Martedì 30 Maggio 2023

 

annunziata


Il problema della sinistra è di avere una bizzarra idea della democrazia. Vale a dire di possedere le chiavi del “corretto”. Se non la pensi come loro non devi parlare, ma sempre pronti a perdonare i “compagni che sbagliano”.

Andrea Bosco

Ma Lucia Annunziata e Fabio Fazio sono davvero così importanti da meritare, le loro dimissioni dalla RAI, pagine e pagine, commenti, articolesse e lenzuolate, ore di trasmissioni televisive e radiofoniche? Pare di sì. Quando si dice la “narrazione“. Quella vigente per decenni è stata di sinistra: alla RAI e un poco ovunque a livello culturale. La sinistra in Italia ha occupato ogni rivolo della cultura: giornali, case editrici, scuola, università, premi letterari (dove certamente vincono sovente – non sempre – i più bravi ma col cavolo che almeno una volta vincano non dico quelli di destra, ma almeno una o un liberale), saloni letterari, teatri.

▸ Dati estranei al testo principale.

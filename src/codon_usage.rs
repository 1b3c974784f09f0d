//! Per-organism codon usage tables.
//!
//! A table maps each of the 64 DNA codons to its relative usage frequency
//! (0-1) among the codons of the same amino acid. Tables are read-only once
//! built; the built-in registry is created once per process and shared.
//!
//! ## JSON format
//!
//! ```text
//! {"key": "bsub", "name": "Bacillus subtilis", "codons": {"GCA": 0.28, ...}}
//! ```
//!
//! A file may hold one such object or an array of them.

use std::collections::{BTreeMap, HashMap};
use std::fs;
use std::path::Path;
use std::sync::OnceLock;

use serde::{Deserialize, Serialize};
use thiserror::Error;
use tracing::debug;

/// Errors that can occur while loading codon usage tables.
#[derive(Error, Debug)]
pub enum CodonTableError {
    #[error("Failed to read codon table file: {0}")]
    IoError(#[from] std::io::Error),

    #[error("Invalid codon table JSON: {0}")]
    JsonError(#[from] serde_json::Error),

    #[error("Codon table has an empty organism key")]
    EmptyKey,

    #[error("Codon table '{organism}': '{codon}' is not a DNA codon")]
    InvalidCodon { organism: String, codon: String },

    #[error("Codon table '{organism}': frequency {value} for {codon} is outside [0, 1]")]
    InvalidFrequency {
        organism: String,
        codon: String,
        value: f64,
    },

    #[error("Codon table '{organism}' is missing {} codon(s): {}", missing.len(), missing.join(", "))]
    MissingCodons {
        organism: String,
        missing: Vec<String>,
    },
}

/// Result type for codon table operations.
pub type CodonTableResult<T> = Result<T, CodonTableError>;

/// Codon usage frequencies for one organism.
#[derive(Debug, Clone, PartialEq, Serialize)]
pub struct CodonUsageTable {
    /// Lookup key, lower-case (e.g. "ecoli")
    pub key: String,
    /// Display name (e.g. "Escherichia coli")
    pub name: String,
    #[serde(rename = "codons")]
    frequencies: HashMap<String, f64>,
}

#[derive(Debug, Deserialize)]
struct TableSpec {
    key: String,
    name: String,
    codons: HashMap<String, f64>,
}

#[derive(Debug, Deserialize)]
#[serde(untagged)]
enum TableFile {
    One(TableSpec),
    Many(Vec<TableSpec>),
}

fn all_codons() -> impl Iterator<Item = String> {
    const BASES: [char; 4] = ['A', 'C', 'G', 'T'];
    BASES.into_iter().flat_map(|b1| {
        BASES
            .into_iter()
            .flat_map(move |b2| BASES.into_iter().map(move |b3| [b1, b2, b3].iter().collect()))
    })
}

impl CodonUsageTable {
    /// Builds and checks a table.
    ///
    /// Codons are upper-cased and `U` is read as `T`. All 64 codons must be
    /// present with a finite frequency in [0, 1].
    pub fn new<I, S>(key: &str, name: &str, codons: I) -> CodonTableResult<Self>
    where
        I: IntoIterator<Item = (S, f64)>,
        S: AsRef<str>,
    {
        let key = key.trim().to_lowercase();
        if key.is_empty() {
            return Err(CodonTableError::EmptyKey);
        }

        let mut frequencies = HashMap::with_capacity(64);
        for (codon, value) in codons {
            let codon = codon.as_ref().trim().to_uppercase().replace('U', "T");
            if codon.len() != 3 || !codon.bytes().all(|b| b"ACGT".contains(&b)) {
                return Err(CodonTableError::InvalidCodon {
                    organism: key,
                    codon,
                });
            }
            if !value.is_finite() || !(0.0..=1.0).contains(&value) {
                return Err(CodonTableError::InvalidFrequency {
                    organism: key,
                    codon,
                    value,
                });
            }
            frequencies.insert(codon, value);
        }

        let missing: Vec<String> = all_codons().filter(|c| !frequencies.contains_key(c)).collect();
        if !missing.is_empty() {
            return Err(CodonTableError::MissingCodons {
                organism: key,
                missing,
            });
        }

        Ok(Self {
            key,
            name: name.trim().to_string(),
            frequencies,
        })
    }

    /// Built-in data is checked by the tests rather than at startup.
    fn from_static(key: &str, name: &str, codons: &[(&str, f64)]) -> Self {
        Self {
            key: key.to_string(),
            name: name.to_string(),
            frequencies: codons.iter().map(|&(c, f)| (c.to_string(), f)).collect(),
        }
    }

    fn from_spec(spec: TableSpec) -> CodonTableResult<Self> {
        Self::new(&spec.key, &spec.name, spec.codons)
    }

    /// Frequency of a codon, if the table knows it.
    pub fn frequency(&self, codon: &str) -> Option<f64> {
        self.frequencies.get(codon).copied()
    }

    /// Frequency of a codon, 0.0 when unknown.
    pub fn frequency_or_zero(&self, codon: &str) -> f64 {
        self.frequency(codon).unwrap_or(0.0)
    }
}

/// A set of codon usage tables keyed by organism.
#[derive(Debug, Clone, Default)]
pub struct CodonUsageRegistry {
    tables: BTreeMap<String, CodonUsageTable>,
}

impl CodonUsageRegistry {
    /// Creates an empty registry.
    pub fn new() -> Self {
        Self::default()
    }

    /// Returns the process-wide registry of built-in tables
    /// (`ecoli`, `yeast`, `human`).
    pub fn builtin() -> &'static CodonUsageRegistry {
        static BUILTIN: OnceLock<CodonUsageRegistry> = OnceLock::new();
        BUILTIN.get_or_init(|| {
            let mut registry = CodonUsageRegistry::new();
            for (key, name, codons) in BUILTIN_TABLES {
                registry.insert(CodonUsageTable::from_static(key, name, codons));
            }
            registry
        })
    }

    /// Builds a registry with the built-in tables plus those in a JSON file.
    ///
    /// Loaded tables replace built-in tables with the same key.
    pub fn with_tables_from_json<P: AsRef<Path>>(path: P) -> CodonTableResult<Self> {
        let content = fs::read_to_string(path)?;
        let mut registry = Self::builtin().clone();
        registry.load_json_str(&content)?;
        Ok(registry)
    }

    /// Adds every table found in a JSON document. Returns how many were added.
    pub fn load_json_str(&mut self, content: &str) -> CodonTableResult<usize> {
        let specs = match serde_json::from_str::<TableFile>(content)? {
            TableFile::One(spec) => vec![spec],
            TableFile::Many(specs) => specs,
        };
        let count = specs.len();
        for spec in specs {
            let table = CodonUsageTable::from_spec(spec)?;
            debug!(key = %table.key, name = %table.name, "loaded codon usage table");
            self.insert(table);
        }
        Ok(count)
    }

    /// Adds or replaces a table.
    pub fn insert(&mut self, table: CodonUsageTable) {
        self.tables.insert(table.key.clone(), table);
    }

    /// Looks up a table by organism key, case-insensitively.
    pub fn get(&self, organism: &str) -> Option<&CodonUsageTable> {
        self.tables.get(&organism.trim().to_lowercase())
    }

    /// Supported organism keys, sorted.
    pub fn keys(&self) -> impl Iterator<Item = &str> {
        self.tables.keys().map(String::as_str)
    }

    /// All tables, sorted by key.
    pub fn tables(&self) -> impl Iterator<Item = &CodonUsageTable> {
        self.tables.values()
    }

    pub fn len(&self) -> usize {
        self.tables.len()
    }

    pub fn is_empty(&self) -> bool {
        self.tables.is_empty()
    }
}

type BuiltinTable = (&'static str, &'static str, &'static [(&'static str, f64)]);

const BUILTIN_TABLES: [BuiltinTable; 3] = [
    ("ecoli", "Escherichia coli", ECOLI),
    ("yeast", "Saccharomyces cerevisiae", YEAST),
    ("human", "Homo sapiens", HUMAN),
];

#[rustfmt::skip]
const ECOLI: &[(&str, f64)] = &[
    ("GCA", 0.21), ("GCC", 0.27), ("GCG", 0.36), ("GCT", 0.16),
    ("AGA", 0.04), ("AGG", 0.02), ("CGA", 0.06), ("CGC", 0.40), ("CGG", 0.10), ("CGT", 0.38),
    ("AAC", 0.55), ("AAT", 0.45), ("GAC", 0.37), ("GAT", 0.63),
    ("TGC", 0.55), ("TGT", 0.45), ("GAA", 0.68), ("GAG", 0.32),
    ("CAA", 0.34), ("CAG", 0.66), ("GGA", 0.11), ("GGC", 0.40), ("GGG", 0.15), ("GGT", 0.34),
    ("CAC", 0.43), ("CAT", 0.57), ("ATA", 0.07), ("ATC", 0.42), ("ATT", 0.51),
    ("CTA", 0.04), ("CTC", 0.10), ("CTG", 0.50), ("CTT", 0.10), ("TTA", 0.13), ("TTG", 0.13),
    ("AAA", 0.74), ("AAG", 0.26), ("ATG", 1.00), ("TTC", 0.43), ("TTT", 0.57),
    ("CCA", 0.19), ("CCC", 0.12), ("CCG", 0.52), ("CCT", 0.16),
    ("AGC", 0.28), ("AGT", 0.15), ("TCA", 0.12), ("TCC", 0.15), ("TCG", 0.15), ("TCT", 0.15),
    ("ACA", 0.13), ("ACC", 0.40), ("ACG", 0.27), ("ACT", 0.19),
    ("TGG", 1.00), ("TAC", 0.43), ("TAT", 0.57),
    ("GTA", 0.15), ("GTC", 0.22), ("GTG", 0.37), ("GTT", 0.26),
    ("TAA", 0.61), ("TAG", 0.09), ("TGA", 0.30),
];

#[rustfmt::skip]
const YEAST: &[(&str, f64)] = &[
    ("GCA", 0.21), ("GCC", 0.26), ("GCG", 0.11), ("GCT", 0.42),
    ("AGA", 0.48), ("AGG", 0.21), ("CGA", 0.07), ("CGC", 0.06), ("CGG", 0.04), ("CGT", 0.14),
    ("AAC", 0.41), ("AAT", 0.59), ("GAC", 0.35), ("GAT", 0.65),
    ("TGC", 0.37), ("TGT", 0.63), ("GAA", 0.70), ("GAG", 0.30),
    ("CAA", 0.69), ("CAG", 0.31), ("GGA", 0.22), ("GGC", 0.19), ("GGG", 0.12), ("GGT", 0.47),
    ("CAC", 0.35), ("CAT", 0.65), ("ATA", 0.27), ("ATC", 0.26), ("ATT", 0.47),
    ("CTA", 0.14), ("CTC", 0.06), ("CTG", 0.11), ("CTT", 0.13), ("TTA", 0.28), ("TTG", 0.29),
    ("AAA", 0.58), ("AAG", 0.42), ("ATG", 1.00), ("TTC", 0.40), ("TTT", 0.60),
    ("CCA", 0.42), ("CCC", 0.15), ("CCG", 0.12), ("CCT", 0.31),
    ("AGC", 0.11), ("AGT", 0.16), ("TCA", 0.21), ("TCC", 0.16), ("TCG", 0.10), ("TCT", 0.26),
    ("ACA", 0.30), ("ACC", 0.22), ("ACG", 0.13), ("ACT", 0.35),
    ("TGG", 1.00), ("TAC", 0.43), ("TAT", 0.57),
    ("GTA", 0.21), ("GTC", 0.18), ("GTG", 0.19), ("GTT", 0.42),
    ("TAA", 0.47), ("TAG", 0.23), ("TGA", 0.30),
];

#[rustfmt::skip]
const HUMAN: &[(&str, f64)] = &[
    ("GCA", 0.23), ("GCC", 0.40), ("GCG", 0.11), ("GCT", 0.26),
    ("AGA", 0.20), ("AGG", 0.20), ("CGA", 0.11), ("CGC", 0.19), ("CGG", 0.21), ("CGT", 0.08),
    ("AAC", 0.53), ("AAT", 0.47), ("GAC", 0.54), ("GAT", 0.46),
    ("TGC", 0.55), ("TGT", 0.45), ("GAA", 0.42), ("GAG", 0.58),
    ("CAA", 0.27), ("CAG", 0.73), ("GGA", 0.25), ("GGC", 0.34), ("GGG", 0.25), ("GGT", 0.16),
    ("CAC", 0.58), ("CAT", 0.42), ("ATA", 0.16), ("ATC", 0.48), ("ATT", 0.36),
    ("CTA", 0.07), ("CTC", 0.20), ("CTG", 0.41), ("CTT", 0.13), ("TTA", 0.07), ("TTG", 0.13),
    ("AAA", 0.42), ("AAG", 0.58), ("ATG", 1.00), ("TTC", 0.54), ("TTT", 0.46),
    ("CCA", 0.27), ("CCC", 0.33), ("CCG", 0.11), ("CCT", 0.29),
    ("AGC", 0.24), ("AGT", 0.15), ("TCA", 0.15), ("TCC", 0.22), ("TCG", 0.06), ("TCT", 0.18),
    ("ACA", 0.28), ("ACC", 0.36), ("ACG", 0.12), ("ACT", 0.24),
    ("TGG", 1.00), ("TAC", 0.56), ("TAT", 0.44),
    ("GTA", 0.11), ("GTC", 0.24), ("GTG", 0.47), ("GTT", 0.18),
    ("TAA", 0.28), ("TAG", 0.20), ("TGA", 0.52),
];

Non parliamo poi del cinema: dove se non sei “de Roma“ e “de sinistra“, neppure a fare la comparsa a Cinecittà ti prendono. I registi italiani sono TUTTI di sinistra. Al pari degli sceneggiatori. Gli attori non tutti, ma appena uno come Luca Barbareschi si azzarda ad aprire becco, apriti cielo: ne chiedono immediatamente le dimissioni. E' il mantra della sinistra: sei un politico e ti scappa mettiamo un peto in pubblico: ti chiedono di dimetterti. Perché la pubblica flatulenza non è pubblicamente corretta.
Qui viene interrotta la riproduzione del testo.